Start of DATA SUPPLIED

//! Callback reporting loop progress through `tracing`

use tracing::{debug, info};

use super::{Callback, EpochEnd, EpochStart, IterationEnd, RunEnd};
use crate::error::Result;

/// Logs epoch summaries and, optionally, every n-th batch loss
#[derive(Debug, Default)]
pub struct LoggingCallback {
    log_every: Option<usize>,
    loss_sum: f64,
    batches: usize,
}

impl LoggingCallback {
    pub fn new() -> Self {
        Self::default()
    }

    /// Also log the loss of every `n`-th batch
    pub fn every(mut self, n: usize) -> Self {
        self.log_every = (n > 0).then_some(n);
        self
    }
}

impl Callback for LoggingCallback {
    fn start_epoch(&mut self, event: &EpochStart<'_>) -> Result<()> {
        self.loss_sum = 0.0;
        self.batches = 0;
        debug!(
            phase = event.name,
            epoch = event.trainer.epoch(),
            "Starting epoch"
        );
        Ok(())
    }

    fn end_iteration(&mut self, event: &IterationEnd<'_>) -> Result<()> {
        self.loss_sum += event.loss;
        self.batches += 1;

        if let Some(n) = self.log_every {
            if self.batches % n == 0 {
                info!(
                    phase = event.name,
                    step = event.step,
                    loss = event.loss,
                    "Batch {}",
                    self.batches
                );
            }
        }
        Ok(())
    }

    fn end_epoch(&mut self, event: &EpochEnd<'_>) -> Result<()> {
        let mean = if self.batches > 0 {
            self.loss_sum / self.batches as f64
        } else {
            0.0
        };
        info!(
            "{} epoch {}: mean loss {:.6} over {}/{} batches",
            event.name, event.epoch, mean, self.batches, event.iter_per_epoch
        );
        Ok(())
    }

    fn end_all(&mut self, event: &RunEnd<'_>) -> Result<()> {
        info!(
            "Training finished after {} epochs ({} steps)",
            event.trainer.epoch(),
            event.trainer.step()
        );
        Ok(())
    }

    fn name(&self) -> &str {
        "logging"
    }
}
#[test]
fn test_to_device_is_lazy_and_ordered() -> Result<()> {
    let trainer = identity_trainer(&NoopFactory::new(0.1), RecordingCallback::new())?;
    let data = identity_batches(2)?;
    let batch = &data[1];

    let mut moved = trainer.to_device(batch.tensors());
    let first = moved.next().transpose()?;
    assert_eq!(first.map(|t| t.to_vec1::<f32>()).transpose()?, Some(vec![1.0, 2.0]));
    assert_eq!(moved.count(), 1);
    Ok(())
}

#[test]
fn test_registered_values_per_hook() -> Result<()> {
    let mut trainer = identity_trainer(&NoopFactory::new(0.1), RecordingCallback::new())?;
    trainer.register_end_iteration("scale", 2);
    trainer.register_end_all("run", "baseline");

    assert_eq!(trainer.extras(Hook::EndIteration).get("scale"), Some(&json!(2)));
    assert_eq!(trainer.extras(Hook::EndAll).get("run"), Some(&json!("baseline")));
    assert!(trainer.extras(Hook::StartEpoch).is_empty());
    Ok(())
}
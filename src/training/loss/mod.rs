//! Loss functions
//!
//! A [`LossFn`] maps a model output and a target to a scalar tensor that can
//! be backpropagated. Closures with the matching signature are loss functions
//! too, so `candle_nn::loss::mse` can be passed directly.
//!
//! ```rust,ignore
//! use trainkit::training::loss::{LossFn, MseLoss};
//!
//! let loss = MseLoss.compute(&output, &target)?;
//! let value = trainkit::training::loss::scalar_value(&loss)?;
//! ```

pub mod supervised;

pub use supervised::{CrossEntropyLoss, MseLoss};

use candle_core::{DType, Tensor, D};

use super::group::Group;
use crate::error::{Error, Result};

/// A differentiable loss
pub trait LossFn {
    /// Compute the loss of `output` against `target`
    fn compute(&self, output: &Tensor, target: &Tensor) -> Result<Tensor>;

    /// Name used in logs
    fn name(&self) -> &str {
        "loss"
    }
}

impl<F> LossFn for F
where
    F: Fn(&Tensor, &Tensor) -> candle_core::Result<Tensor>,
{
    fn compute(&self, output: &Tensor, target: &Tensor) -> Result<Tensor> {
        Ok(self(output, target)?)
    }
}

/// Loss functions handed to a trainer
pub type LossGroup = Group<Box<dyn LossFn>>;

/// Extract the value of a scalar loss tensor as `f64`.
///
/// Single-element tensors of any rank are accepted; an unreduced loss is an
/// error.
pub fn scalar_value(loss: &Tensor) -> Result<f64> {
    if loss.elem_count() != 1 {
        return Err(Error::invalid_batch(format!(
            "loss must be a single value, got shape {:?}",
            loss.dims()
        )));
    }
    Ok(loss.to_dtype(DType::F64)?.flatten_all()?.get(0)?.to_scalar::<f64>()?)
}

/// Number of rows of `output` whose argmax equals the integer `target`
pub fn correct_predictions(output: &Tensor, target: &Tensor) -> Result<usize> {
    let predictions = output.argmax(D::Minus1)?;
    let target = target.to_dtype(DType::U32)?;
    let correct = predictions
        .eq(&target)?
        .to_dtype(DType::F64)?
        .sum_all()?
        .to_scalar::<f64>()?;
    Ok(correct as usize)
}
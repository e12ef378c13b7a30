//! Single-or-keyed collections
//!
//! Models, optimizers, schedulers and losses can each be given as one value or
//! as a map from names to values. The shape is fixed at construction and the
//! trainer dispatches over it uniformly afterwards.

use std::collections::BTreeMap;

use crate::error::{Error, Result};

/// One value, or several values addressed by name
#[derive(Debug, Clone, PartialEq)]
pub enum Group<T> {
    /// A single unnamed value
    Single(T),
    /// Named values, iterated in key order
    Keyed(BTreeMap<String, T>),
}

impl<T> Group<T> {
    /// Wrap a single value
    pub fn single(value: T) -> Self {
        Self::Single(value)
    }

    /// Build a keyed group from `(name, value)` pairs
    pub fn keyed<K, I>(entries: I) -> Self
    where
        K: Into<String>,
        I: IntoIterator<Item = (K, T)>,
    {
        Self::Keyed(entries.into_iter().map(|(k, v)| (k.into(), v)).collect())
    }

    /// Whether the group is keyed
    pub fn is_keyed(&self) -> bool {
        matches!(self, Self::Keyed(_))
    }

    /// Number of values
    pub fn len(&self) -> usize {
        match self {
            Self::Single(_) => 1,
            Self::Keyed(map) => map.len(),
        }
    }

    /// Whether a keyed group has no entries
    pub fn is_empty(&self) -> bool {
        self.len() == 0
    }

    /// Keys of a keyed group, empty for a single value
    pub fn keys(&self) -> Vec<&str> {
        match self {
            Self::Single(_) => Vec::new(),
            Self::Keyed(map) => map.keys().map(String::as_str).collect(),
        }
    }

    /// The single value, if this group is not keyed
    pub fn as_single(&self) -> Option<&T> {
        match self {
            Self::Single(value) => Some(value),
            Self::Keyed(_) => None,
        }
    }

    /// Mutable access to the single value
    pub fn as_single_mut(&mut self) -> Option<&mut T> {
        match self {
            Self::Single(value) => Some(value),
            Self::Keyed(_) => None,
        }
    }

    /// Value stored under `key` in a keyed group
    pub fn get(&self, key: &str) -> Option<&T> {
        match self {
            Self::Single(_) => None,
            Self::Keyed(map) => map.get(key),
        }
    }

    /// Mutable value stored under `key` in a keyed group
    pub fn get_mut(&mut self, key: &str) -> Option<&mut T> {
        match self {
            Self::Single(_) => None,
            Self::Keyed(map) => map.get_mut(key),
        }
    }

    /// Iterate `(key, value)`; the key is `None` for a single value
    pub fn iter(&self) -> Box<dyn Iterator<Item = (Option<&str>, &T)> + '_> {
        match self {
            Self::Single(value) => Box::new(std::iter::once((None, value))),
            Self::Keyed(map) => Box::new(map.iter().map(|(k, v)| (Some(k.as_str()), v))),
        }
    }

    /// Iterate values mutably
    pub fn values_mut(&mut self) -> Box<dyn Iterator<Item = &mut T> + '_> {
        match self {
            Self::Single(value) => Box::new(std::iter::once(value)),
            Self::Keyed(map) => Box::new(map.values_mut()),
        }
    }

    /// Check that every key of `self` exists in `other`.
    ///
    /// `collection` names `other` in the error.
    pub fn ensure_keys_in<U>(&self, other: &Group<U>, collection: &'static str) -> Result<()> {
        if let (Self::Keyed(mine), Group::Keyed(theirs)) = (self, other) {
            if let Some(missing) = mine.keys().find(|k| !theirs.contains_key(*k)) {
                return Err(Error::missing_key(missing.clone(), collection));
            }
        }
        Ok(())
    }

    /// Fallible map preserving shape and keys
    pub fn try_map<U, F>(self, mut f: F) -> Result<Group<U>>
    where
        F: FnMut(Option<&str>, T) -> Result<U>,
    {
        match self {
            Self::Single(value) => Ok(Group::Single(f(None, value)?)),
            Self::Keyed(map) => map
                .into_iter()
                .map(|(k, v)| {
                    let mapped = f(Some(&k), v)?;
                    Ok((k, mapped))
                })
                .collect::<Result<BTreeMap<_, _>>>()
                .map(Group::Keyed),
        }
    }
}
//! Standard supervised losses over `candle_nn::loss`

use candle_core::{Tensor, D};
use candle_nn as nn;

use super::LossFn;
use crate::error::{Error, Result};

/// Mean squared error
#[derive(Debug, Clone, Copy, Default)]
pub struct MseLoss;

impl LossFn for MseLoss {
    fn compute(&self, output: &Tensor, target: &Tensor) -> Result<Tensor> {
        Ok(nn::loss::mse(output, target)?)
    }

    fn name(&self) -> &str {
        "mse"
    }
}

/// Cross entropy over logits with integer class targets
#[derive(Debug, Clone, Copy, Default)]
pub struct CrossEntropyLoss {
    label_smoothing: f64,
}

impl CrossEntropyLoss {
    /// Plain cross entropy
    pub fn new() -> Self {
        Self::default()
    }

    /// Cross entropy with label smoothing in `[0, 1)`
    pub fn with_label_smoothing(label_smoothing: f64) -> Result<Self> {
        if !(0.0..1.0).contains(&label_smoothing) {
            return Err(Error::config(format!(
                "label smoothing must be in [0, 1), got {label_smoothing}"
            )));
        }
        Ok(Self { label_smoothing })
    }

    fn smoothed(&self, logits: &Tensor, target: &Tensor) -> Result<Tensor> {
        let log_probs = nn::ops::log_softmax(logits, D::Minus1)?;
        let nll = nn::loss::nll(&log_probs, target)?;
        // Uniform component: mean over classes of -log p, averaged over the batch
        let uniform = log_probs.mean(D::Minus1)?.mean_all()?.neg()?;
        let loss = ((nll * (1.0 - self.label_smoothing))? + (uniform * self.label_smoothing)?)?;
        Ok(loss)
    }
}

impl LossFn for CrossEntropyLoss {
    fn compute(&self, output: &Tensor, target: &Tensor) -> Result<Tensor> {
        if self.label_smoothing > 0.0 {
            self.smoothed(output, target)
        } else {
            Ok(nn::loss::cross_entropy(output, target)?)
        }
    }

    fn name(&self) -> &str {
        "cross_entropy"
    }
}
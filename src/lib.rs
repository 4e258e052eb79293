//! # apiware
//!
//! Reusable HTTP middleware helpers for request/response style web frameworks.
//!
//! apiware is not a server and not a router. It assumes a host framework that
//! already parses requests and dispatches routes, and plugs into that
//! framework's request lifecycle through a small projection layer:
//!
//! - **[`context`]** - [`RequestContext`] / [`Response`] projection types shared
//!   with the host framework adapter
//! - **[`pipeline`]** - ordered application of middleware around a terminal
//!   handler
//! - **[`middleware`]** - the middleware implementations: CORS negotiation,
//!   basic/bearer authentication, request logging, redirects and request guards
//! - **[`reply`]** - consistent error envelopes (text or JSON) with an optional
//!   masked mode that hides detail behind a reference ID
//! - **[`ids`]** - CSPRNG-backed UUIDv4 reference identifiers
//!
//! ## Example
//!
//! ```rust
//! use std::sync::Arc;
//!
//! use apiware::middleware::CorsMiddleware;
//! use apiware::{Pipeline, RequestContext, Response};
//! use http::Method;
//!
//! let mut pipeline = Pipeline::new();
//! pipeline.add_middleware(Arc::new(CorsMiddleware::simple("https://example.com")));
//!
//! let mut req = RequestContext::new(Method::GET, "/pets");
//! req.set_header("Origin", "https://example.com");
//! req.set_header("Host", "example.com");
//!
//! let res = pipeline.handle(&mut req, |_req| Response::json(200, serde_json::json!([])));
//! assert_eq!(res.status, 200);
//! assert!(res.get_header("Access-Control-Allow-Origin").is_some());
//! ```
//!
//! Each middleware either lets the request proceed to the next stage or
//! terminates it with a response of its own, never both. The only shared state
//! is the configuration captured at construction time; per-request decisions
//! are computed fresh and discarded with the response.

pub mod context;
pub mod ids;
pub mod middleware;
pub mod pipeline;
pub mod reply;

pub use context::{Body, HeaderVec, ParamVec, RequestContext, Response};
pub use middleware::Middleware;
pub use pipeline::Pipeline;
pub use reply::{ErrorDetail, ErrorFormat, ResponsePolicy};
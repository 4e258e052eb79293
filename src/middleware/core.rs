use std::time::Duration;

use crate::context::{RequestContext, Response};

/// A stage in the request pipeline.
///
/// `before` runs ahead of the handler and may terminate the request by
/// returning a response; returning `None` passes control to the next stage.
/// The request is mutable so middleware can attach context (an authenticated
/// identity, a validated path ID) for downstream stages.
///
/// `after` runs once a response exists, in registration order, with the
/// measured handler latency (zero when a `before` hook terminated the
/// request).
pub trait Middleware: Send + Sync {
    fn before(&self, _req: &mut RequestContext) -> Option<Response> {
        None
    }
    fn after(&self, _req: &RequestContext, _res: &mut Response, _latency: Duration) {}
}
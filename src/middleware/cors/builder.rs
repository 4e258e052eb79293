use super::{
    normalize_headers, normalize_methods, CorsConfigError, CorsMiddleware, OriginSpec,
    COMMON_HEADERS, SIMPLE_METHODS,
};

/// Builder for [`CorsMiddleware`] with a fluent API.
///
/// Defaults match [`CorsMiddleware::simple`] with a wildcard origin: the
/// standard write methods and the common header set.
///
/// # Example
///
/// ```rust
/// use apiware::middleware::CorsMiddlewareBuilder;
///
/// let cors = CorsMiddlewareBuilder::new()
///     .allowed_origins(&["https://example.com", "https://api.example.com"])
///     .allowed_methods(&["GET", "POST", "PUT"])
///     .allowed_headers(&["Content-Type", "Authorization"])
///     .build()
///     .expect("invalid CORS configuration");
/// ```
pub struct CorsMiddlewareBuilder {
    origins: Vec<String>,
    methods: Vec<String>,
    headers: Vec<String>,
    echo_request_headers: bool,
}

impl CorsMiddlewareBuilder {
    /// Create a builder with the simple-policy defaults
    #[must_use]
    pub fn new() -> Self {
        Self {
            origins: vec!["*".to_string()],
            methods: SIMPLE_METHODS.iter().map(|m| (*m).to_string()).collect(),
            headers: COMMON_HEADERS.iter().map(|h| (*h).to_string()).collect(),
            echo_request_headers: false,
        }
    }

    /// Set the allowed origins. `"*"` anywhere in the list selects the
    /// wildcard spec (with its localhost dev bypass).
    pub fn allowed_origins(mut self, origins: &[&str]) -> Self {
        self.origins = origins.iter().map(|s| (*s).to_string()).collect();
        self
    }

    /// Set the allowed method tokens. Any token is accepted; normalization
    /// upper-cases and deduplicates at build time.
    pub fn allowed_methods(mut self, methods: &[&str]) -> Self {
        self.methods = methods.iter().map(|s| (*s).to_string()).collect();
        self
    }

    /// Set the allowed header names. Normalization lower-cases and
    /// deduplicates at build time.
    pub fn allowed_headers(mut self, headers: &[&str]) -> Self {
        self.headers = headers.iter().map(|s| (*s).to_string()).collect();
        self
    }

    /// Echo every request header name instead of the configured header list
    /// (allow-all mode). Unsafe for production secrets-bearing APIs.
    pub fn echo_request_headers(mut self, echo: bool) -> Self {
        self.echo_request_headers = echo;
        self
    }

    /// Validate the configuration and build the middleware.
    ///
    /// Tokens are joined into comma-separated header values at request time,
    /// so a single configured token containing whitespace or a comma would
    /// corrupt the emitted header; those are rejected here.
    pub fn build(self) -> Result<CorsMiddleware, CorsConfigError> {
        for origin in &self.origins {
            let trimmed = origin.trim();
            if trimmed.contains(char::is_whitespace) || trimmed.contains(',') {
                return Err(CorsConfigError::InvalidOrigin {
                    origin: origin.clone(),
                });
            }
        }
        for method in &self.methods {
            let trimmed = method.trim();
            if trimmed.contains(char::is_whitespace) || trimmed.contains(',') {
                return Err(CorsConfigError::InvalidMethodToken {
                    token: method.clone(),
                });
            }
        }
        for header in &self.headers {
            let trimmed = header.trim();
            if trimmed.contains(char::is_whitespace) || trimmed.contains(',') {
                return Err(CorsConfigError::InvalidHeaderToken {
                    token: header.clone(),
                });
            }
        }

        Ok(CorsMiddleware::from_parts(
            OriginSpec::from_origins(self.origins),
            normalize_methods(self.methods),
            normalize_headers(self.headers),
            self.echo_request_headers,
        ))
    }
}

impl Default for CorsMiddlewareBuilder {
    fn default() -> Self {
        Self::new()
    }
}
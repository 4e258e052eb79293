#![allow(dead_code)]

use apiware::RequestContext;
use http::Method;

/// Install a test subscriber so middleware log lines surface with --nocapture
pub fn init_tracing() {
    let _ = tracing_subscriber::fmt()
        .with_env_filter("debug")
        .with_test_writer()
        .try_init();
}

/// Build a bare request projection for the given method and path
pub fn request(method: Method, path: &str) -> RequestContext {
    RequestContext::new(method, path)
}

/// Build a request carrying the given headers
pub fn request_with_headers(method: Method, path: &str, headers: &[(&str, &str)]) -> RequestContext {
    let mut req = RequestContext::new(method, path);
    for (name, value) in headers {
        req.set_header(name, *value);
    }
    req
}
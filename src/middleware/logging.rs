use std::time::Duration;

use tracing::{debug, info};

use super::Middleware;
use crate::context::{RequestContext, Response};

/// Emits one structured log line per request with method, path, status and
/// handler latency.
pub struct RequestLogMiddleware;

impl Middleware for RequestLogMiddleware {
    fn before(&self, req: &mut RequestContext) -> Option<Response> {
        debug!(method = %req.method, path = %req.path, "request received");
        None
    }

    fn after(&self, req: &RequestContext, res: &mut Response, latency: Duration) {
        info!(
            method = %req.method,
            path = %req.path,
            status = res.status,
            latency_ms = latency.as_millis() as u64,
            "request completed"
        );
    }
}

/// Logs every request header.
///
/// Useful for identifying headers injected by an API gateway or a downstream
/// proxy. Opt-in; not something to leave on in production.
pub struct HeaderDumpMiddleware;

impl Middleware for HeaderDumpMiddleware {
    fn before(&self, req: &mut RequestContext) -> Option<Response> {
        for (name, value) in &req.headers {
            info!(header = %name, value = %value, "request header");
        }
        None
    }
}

End of DATA SUPPLIED

* TASK BRIEF
Give the number of lines above in which the word "handler" occurs, with nothing else.

* TASK ANSWER
4